As shown by the graphs in FIGS. 6-7, the researchers compared the performance of one or more embodiments of the user-entity differential privacy system 106 (labeled “UeDP”) with various other models, including both noiseless and privacy-preserving mechanism (either user level or entity level). For instance, the graphs show comparisons with the User-level DP model described in McMahan et al., 2017, referenced above. Further, the graphs show a comparison with the De-Identification model used for protecting sensitive entities as described in Dernoncourt, F. et al., De-identification of Patient Notes with Recurrent Neural Networks, Journal of the American Medical Informatics Association, 24(3):596-606, 2017. The graphs also show a comparison with the noiseless ASGD Weight-Dropped LSTM model (labelled “Noiseless AWD-LSTM”) described in Merity, S. et al., Regularizing and Optimizing LSTM Language Models, arXiv preprint arXiv: 1708.02182, 2017. To researchers applied the UeDP, User-level DP, and De-Identification approaches to the Noiseless AWD-LSTM model during the training process.

The graphs of FIG. 6 compare the privacy budget consumed by one or more embodiments of the user-entity differential privacy system 106 to the privacy budget consumed by the User-level DP model through various iterations of training a model where δ=10⁻⁵. In particular, the graphs of FIG. 6 illustrate performance of the one or more embodiments of the user-entity differential privacy system 106 where the set of sensitive entities targeted for protection include (i) organization entities, (ii) person entities, and (iii) all entities represented within the CONLL-2003 dataset.

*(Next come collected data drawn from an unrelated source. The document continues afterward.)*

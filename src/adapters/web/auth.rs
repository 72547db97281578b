//! Authentication backend for axum-login.
//!
//! Users live in the store; the session remembers the user id and is
//! invalidated whenever the stored password hash changes.

use axum_login::{AuthUser, AuthnBackend, UserId};
use serde::Deserialize;
use std::sync::Arc;

use crate::domain::error::PaisaError;
use crate::domain::user::{User, UserContext};
use crate::ports::Store;

/// The authenticated principal kept in the session.
#[derive(Debug, Clone)]
pub struct SessionUser {
    pub id: i64,
    pub username: String,
    pw_hash_bytes: Vec<u8>,
}

impl SessionUser {
    pub fn context(&self) -> UserContext {
        UserContext::new(self.id, self.username.clone())
    }
}

impl From<User> for SessionUser {
    fn from(user: User) -> Self {
        Self {
            id: user.id,
            username: user.username,
            pw_hash_bytes: user.password_hash.into_bytes(),
        }
    }
}

impl AuthUser for SessionUser {
    type Id = i64;

    fn id(&self) -> i64 {
        self.id
    }

    fn session_auth_hash(&self) -> &[u8] {
        &self.pw_hash_bytes
    }
}

/// Login credentials submitted via the login form.
#[derive(Clone, Deserialize)]
pub struct Credentials {
    pub username: String,
    pub password: String,
}

#[derive(Clone)]
pub struct Backend {
    store: Arc<dyn Store>,
}

impl Backend {
    pub fn new(store: Arc<dyn Store>) -> Self {
        Self { store }
    }
}

impl AuthnBackend for Backend {
    type User = SessionUser;
    type Credentials = Credentials;
    type Error = PaisaError;

    async fn authenticate(
        &self,
        creds: Self::Credentials,
    ) -> Result<Option<Self::User>, Self::Error> {
        Ok(self
            .store
            .authenticate(creds.username.trim(), &creds.password)?
            .map(SessionUser::from))
    }

    async fn get_user(&self, user_id: &UserId<Self>) -> Result<Option<Self::User>, Self::Error> {
        Ok(self.store.get_user(*user_id)?.map(SessionUser::from))
    }
}

pub type AuthSession = axum_login::AuthSession<Backend>;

As shown by the graphs of FIG. 6, the user-entity differential privacy system 106 achieves a tighter privacy budget than the User-level DP model in all scenarios. As discussed above, a smaller privacy budget (represented as E in equation 2) corresponds to a stronger privacy guarantee. Accordingly, the graphs of FIG. 6 illustrate that the user-entity differential privacy system 106 provides more robust security of the data used to train a model. As further shown, the gap between the privacy budget consumed by each model increases proportionally with the number of training steps, indicating that the user-entity differential privacy system 106 operates more efficiently with regards to the privacy budget in scenarios where more lengthy training is utilized. This is particularly noteworthy as the user-entity differential privacy system 106 provides protection for both user participation information as well as sensitive entities while the User-level DP model only provides user protection.

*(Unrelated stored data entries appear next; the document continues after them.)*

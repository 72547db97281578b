//! Registration, sessions, profile and the gamification overview.

use axum::{
    Form, Json,
    extract::State,
    http::StatusCode,
    response::{IntoResponse, Response},
};
use rust_decimal::Decimal;
use serde::Deserialize;
use serde_json::json;
use std::str::FromStr;
use std::sync::Arc;

use super::{current_user, parse_decimal, parse_optional_int, today};
use crate::adapters::web::AppState;
use crate::adapters::web::auth::{AuthSession, Backend, Credentials, SessionUser};
use crate::adapters::web::error::WebError;
use crate::domain::error::PaisaError;
use crate::domain::user::{Dashboard, FinancialExperience, Leaderboard, NewUser, ProfileUpdate, UserStats};

pub const LEADERBOARD_SIZE: usize = 20;

#[derive(Debug, Deserialize)]
pub struct RegisterForm {
    pub username: String,
    pub email: String,
    #[serde(default)]
    pub first_name: String,
    #[serde(default)]
    pub last_name: String,
    #[serde(default)]
    pub phone_number: Option<String>,
    #[serde(default)]
    pub age: Option<String>,
    #[serde(default)]
    pub occupation: String,
    #[serde(default)]
    pub monthly_income: Option<String>,
    #[serde(default)]
    pub financial_experience: Option<String>,
    pub password1: String,
    pub password2: String,
}

#[derive(Debug, Deserialize)]
pub struct ProfileForm {
    #[serde(default)]
    pub first_name: String,
    #[serde(default)]
    pub last_name: String,
    pub email: String,
    #[serde(default)]
    pub phone_number: Option<String>,
    #[serde(default)]
    pub age: Option<String>,
    #[serde(default)]
    pub occupation: String,
    #[serde(default)]
    pub monthly_income: Option<String>,
    #[serde(default)]
    pub financial_experience: Option<String>,
}

fn income(raw: Option<&str>) -> Result<Decimal, PaisaError> {
    match raw.map(str::trim).filter(|s| !s.is_empty()) {
        Some(s) => parse_decimal("monthly_income", s),
        None => Ok(Decimal::ZERO),
    }
}

fn experience(raw: Option<&str>) -> Result<FinancialExperience, PaisaError> {
    match raw.map(str::trim).filter(|s| !s.is_empty()) {
        Some(s) => FinancialExperience::from_str(s),
        None => Ok(FinancialExperience::default()),
    }
}

impl RegisterForm {
    /// Splits the form into the user record and the confirmed password.
    pub fn into_new_user(self) -> Result<(NewUser, String), PaisaError> {
        if self.password1 != self.password2 {
            return Err(PaisaError::validation("password2", "the two passwords do not match"));
        }
        let new_user = NewUser {
            username: self.username.trim().to_string(),
            email: self.email.trim().to_string(),
            first_name: self.first_name,
            last_name: self.last_name,
            phone_number: self.phone_number,
            age: parse_optional_int("age", self.age.as_deref())?,
            occupation: self.occupation,
            monthly_income: income(self.monthly_income.as_deref())?,
            financial_experience: experience(self.financial_experience.as_deref())?,
        };
        Ok((new_user, self.password1))
    }
}

impl TryFrom<ProfileForm> for ProfileUpdate {
    type Error = PaisaError;

    fn try_from(form: ProfileForm) -> Result<Self, Self::Error> {
        Ok(ProfileUpdate {
            first_name: form.first_name,
            last_name: form.last_name,
            email: form.email.trim().to_string(),
            phone_number: form.phone_number,
            age: parse_optional_int("age", form.age.as_deref())?,
            occupation: form.occupation,
            monthly_income: income(form.monthly_income.as_deref())?,
            financial_experience: experience(form.financial_experience.as_deref())?,
        })
    }
}

fn session_error(err: axum_login::Error<Backend>) -> WebError {
    match err {
        axum_login::Error::Backend(e) => WebError::from(e),
        axum_login::Error::Session(e) => {
            eprintln!("Session error: {e}");
            WebError::internal("internal server error")
        }
    }
}

pub async fn index(
    State(state): State<Arc<AppState>>,
    auth: AuthSession,
) -> Result<Json<serde_json::Value>, WebError> {
    let stats = state.store.site_stats()?;
    Ok(Json(json!({
        "stats": stats,
        "username": auth.user.as_ref().map(|u| u.username.clone()),
    })))
}

pub async fn register(
    State(state): State<Arc<AppState>>,
    mut auth: AuthSession,
    Form(form): Form<RegisterForm>,
) -> Result<Response, WebError> {
    let (new_user, password) = form.into_new_user()?;
    let user = state.store.register(&new_user, &password)?;
    auth.login(&SessionUser::from(user.clone()))
        .await
        .map_err(session_error)?;
    Ok((StatusCode::CREATED, Json(user)).into_response())
}

pub async fn login(
    mut auth: AuthSession,
    Form(creds): Form<Credentials>,
) -> Result<Response, WebError> {
    let user = match auth.authenticate(creds).await.map_err(session_error)? {
        Some(user) => user,
        None => return Err(WebError::unauthorized("Invalid username or password")),
    };
    auth.login(&user).await.map_err(session_error)?;
    Ok(Json(json!({ "success": true, "username": user.username })).into_response())
}

pub async fn logout(mut auth: AuthSession) -> Result<Json<serde_json::Value>, WebError> {
    auth.logout().await.map_err(session_error)?;
    Ok(Json(json!({ "success": true })))
}

pub async fn dashboard(
    State(state): State<Arc<AppState>>,
    auth: AuthSession,
) -> Result<Json<Dashboard>, WebError> {
    let user = current_user(&auth)?;
    Ok(Json(state.store.dashboard(&user, today())?))
}

pub async fn profile(
    State(state): State<Arc<AppState>>,
    auth: AuthSession,
) -> Result<Json<serde_json::Value>, WebError> {
    let user = current_user(&auth)?;
    let record = state
        .store
        .get_user(user.user_id)?
        .ok_or_else(|| PaisaError::not_found("user", user.user_id))?;
    let profile = state.store.profile(&user)?;
    Ok(Json(json!({ "user": record, "profile": profile })))
}

pub async fn update_profile(
    State(state): State<Arc<AppState>>,
    auth: AuthSession,
    Form(form): Form<ProfileForm>,
) -> Result<Json<serde_json::Value>, WebError> {
    let user = current_user(&auth)?;
    let update = ProfileUpdate::try_from(form)?;
    let record = state.store.update_profile(&user, &update)?;
    Ok(Json(json!({ "success": true, "user": record })))
}

pub async fn leaderboard(
    State(state): State<Arc<AppState>>,
    auth: AuthSession,
) -> Result<Json<Leaderboard>, WebError> {
    let user = current_user(&auth)?;
    Ok(Json(state.store.leaderboard(&user, LEADERBOARD_SIZE)?))
}

pub async fn user_stats(
    State(state): State<Arc<AppState>>,
    auth: AuthSession,
) -> Result<Json<UserStats>, WebError> {
    let user = current_user(&auth)?;
    Ok(Json(state.store.user_stats(&user)?))
}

The graph of FIG. 7 compares the performance of each tested model on the next word prediction task. The graph measures the performance using perplexity, which provides the exponential of the average negative log-likelihood. Perplexity is defined as PP=2^−Σx∈D^{p(x) log}²^p(x)where x represents a sequence of words in a sentence x=x₁, x₂, . . . x_m_u, m_uis the length of x, and p(x) is a probability to predict the next word x_j+1in x. In the first word prediction task, the first j words in x are used to predict the next word x_j+1. Perplexity is considered the exponential of the cross-entropy loss of the natural language model. Accordingly, a lower perplexity indicates a more accurate model. The graph of FIG. 7 illustrates perplexity as a function of the privacy budget.

As shown by the graph of FIG. 7, the user-entity differential privacy system 106 typically achieves a better perplexity compared to the User-level DP model. Also, from ∈>1, the user-entity differential privacy system 106 achieves better perplexity than the De-Identification model. In De-Identification, sensitive entities are marked, resulting in smaller model sensitivity. The De-Identification model, however, provides no privacy guarantee to users or sensitive entities while the user-entity differential privacy system 106 provides differential privacy guarantees for both, allowing for more robust data security.

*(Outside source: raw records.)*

//! Bulk content loading.

use rusqlite::params;

use super::{SqliteStore, money, query_err, ts};
use crate::domain::content::{ContentBundle, ContentSummary};
use crate::domain::error::PaisaError;
use crate::ports::content_port::ContentPort;

impl ContentPort for SqliteStore {
    fn load_content(&self, bundle: &ContentBundle) -> Result<ContentSummary, PaisaError> {
        bundle.validate()?;

        self.write(|tx| {
            let mut summary = ContentSummary::default();

            for entry in &bundle.modules {
                let m = &entry.module;
                tx.execute(
                    "INSERT INTO learning_modules (title, description, content, difficulty_level,
                         points_reward, token_reward, estimated_time, is_active, sort_order)
                     VALUES (?1, ?2, ?3, ?4, ?5, ?6, ?7, ?8, ?9)",
                    params![
                        m.title.trim(),
                        m.description,
                        m.content,
                        m.difficulty_level.as_str(),
                        m.points_reward,
                        m.token_reward,
                        m.estimated_time,
                        m.is_active,
                        m.order,
                    ],
                )
                .map_err(query_err)?;
                let module_id = tx.last_insert_rowid();
                summary.modules += 1;

                let Some(quiz) = &entry.quiz else {
                    continue;
                };
                tx.execute(
                    "INSERT INTO quizzes (module_id, title, passing_score) VALUES (?1, ?2, ?3)",
                    params![module_id, quiz.title, quiz.passing_score],
                )
                .map_err(query_err)?;
                let quiz_id = tx.last_insert_rowid();
                for q in &quiz.questions {
                    tx.execute(
                        "INSERT INTO quiz_questions (quiz_id, question_text, option_a, option_b,
                             option_c, option_d, correct_answer, explanation)
                         VALUES (?1, ?2, ?3, ?4, ?5, ?6, ?7, ?8)",
                        params![
                            quiz_id,
                            q.question_text,
                            q.option_a,
                            q.option_b,
                            q.option_c,
                            q.option_d,
                            q.correct_answer.as_str(),
                            q.explanation,
                        ],
                    )
                    .map_err(query_err)?;
                    summary.questions += 1;
                }
            }

            for s in &bundle.scenarios {
                let red_flags = serde_json::to_string(&s.red_flags).map_err(|e| {
                    PaisaError::Internal {
                        reason: format!("encoding red flags: {e}"),
                    }
                })?;
                tx.execute(
                    "INSERT INTO fraud_scenarios (title, description, scenario_content, fraud_type,
                         red_flags, correct_action, points_reward, token_reward,
                         difficulty_level, is_active)
                     VALUES (?1, ?2, ?3, ?4, ?5, ?6, ?7, ?8, ?9, ?10)",
                    params![
                        s.title.trim(),
                        s.description,
                        s.scenario_content,
                        s.fraud_type.as_str(),
                        red_flags,
                        s.correct_action,
                        s.points_reward,
                        s.token_reward,
                        s.difficulty_level.as_str(),
                        s.is_active,
                    ],
                )
                .map_err(query_err)?;
                summary.scenarios += 1;
            }

            for c in &bundle.coupons {
                tx.execute(
                    "INSERT INTO coupons (title, description, brand, code_prefix, token_cost,
                         stock, used, status, valid_until)
                     VALUES (?1, ?2, ?3, ?4, ?5, ?6, ?7, ?8, ?9)",
                    params![
                        c.title,
                        c.description,
                        c.brand,
                        c.code_prefix.trim(),
                        c.token_cost,
                        c.stock,
                        c.used,
                        c.status.as_str(),
                        ts(c.valid_until),
                    ],
                )
                .map_err(query_err)?;
                summary.coupons += 1;
            }

            for p in &bundle.packages {
                tx.execute(
                    "INSERT INTO token_packages (name, tokens, price, is_active)
                     VALUES (?1, ?2, ?3, ?4)",
                    params![p.name, p.tokens, money(p.price), p.is_active],
                )
                .map_err(query_err)?;
                summary.packages += 1;
            }

            Ok(summary)
        })
    }
}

In higher privacy budgets, the performance of the user-entity differential privacy system 106 approaches the upper bound of the Noiseless AWD-LSTM model. The Noiseless AWD-LSTM model can be considered an upper-bound performance mechanism as it operates without providing any privacy protection. Thus, achieving a comparable perplexity while providing protection for both users and sensitive entities is significant.

Accordingly, the user-entity differential privacy system 106 provides advantages for both data security and model utility. Indeed, as shown by the graphs of FIGS. 6, the user-entity differential privacy system 106 consumes less privacy budget, leading to better privacy guarantees. Further, as shown by the graph of FIG. 7, the user-entity differential privacy system 106 produces a natural language model that performs a natural language task with an accuracy that approaches comparability with a model that provides no data security.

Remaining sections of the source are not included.